(Dataset entries)
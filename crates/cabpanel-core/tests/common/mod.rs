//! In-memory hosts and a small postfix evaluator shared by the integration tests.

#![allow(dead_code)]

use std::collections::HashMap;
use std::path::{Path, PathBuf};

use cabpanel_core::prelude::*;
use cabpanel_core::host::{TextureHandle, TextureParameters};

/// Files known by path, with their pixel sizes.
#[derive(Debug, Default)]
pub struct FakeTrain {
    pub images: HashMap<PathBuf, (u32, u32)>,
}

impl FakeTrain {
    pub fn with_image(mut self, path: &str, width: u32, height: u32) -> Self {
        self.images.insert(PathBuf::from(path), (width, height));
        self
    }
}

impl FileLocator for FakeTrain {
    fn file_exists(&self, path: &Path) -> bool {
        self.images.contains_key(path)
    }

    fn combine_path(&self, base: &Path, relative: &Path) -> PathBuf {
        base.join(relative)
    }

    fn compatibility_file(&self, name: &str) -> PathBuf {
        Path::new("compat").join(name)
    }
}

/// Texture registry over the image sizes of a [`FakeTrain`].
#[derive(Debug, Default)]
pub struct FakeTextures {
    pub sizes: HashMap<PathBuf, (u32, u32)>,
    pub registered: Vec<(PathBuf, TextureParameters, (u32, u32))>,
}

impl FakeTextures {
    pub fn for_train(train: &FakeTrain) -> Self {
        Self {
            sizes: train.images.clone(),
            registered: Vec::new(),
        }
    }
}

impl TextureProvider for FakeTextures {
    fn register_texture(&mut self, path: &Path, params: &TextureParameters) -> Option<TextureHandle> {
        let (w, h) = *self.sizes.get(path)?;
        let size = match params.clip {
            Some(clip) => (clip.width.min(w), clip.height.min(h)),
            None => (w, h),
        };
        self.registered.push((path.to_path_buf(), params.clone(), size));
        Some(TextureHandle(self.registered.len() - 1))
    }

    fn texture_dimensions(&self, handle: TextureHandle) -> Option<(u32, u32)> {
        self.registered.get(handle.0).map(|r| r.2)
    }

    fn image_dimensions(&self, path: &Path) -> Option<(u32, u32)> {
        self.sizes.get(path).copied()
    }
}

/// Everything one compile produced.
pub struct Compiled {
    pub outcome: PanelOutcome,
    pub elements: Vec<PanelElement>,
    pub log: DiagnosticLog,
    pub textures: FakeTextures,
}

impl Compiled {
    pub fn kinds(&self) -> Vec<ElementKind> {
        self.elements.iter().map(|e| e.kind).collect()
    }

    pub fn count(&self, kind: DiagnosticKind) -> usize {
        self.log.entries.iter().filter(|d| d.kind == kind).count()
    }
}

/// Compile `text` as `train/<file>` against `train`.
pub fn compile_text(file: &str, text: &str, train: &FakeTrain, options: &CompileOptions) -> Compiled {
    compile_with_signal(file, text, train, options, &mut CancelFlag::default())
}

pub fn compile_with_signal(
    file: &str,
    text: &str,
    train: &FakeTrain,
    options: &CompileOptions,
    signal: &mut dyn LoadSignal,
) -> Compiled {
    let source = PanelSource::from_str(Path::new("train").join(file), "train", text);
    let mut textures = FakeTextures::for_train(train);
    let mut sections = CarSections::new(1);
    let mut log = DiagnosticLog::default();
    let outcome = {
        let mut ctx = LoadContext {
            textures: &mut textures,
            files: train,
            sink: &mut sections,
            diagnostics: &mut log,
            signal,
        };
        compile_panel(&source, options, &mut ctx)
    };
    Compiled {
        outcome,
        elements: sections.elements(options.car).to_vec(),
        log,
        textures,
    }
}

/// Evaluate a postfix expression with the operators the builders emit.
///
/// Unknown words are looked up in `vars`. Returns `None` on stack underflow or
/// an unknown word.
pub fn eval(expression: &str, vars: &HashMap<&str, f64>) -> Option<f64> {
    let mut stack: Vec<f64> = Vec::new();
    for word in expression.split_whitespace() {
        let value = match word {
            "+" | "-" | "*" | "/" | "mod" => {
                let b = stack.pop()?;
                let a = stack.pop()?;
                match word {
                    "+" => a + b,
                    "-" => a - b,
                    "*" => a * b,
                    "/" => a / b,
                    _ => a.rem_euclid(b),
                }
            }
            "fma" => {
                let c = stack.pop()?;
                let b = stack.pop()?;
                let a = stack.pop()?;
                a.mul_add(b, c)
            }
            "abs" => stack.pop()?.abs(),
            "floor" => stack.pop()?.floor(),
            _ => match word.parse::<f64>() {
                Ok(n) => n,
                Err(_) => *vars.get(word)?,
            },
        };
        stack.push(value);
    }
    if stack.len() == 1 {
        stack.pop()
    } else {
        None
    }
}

• YOUR TASK:
Wherever the word "elements" turns up in the records, copy out the line it is on.

• THE ANSWER:
    pub elements: Vec<PanelElement>,
        self.elements.iter().map(|e| e.kind).collect()
        elements: sections.elements(options.car).to_vec(),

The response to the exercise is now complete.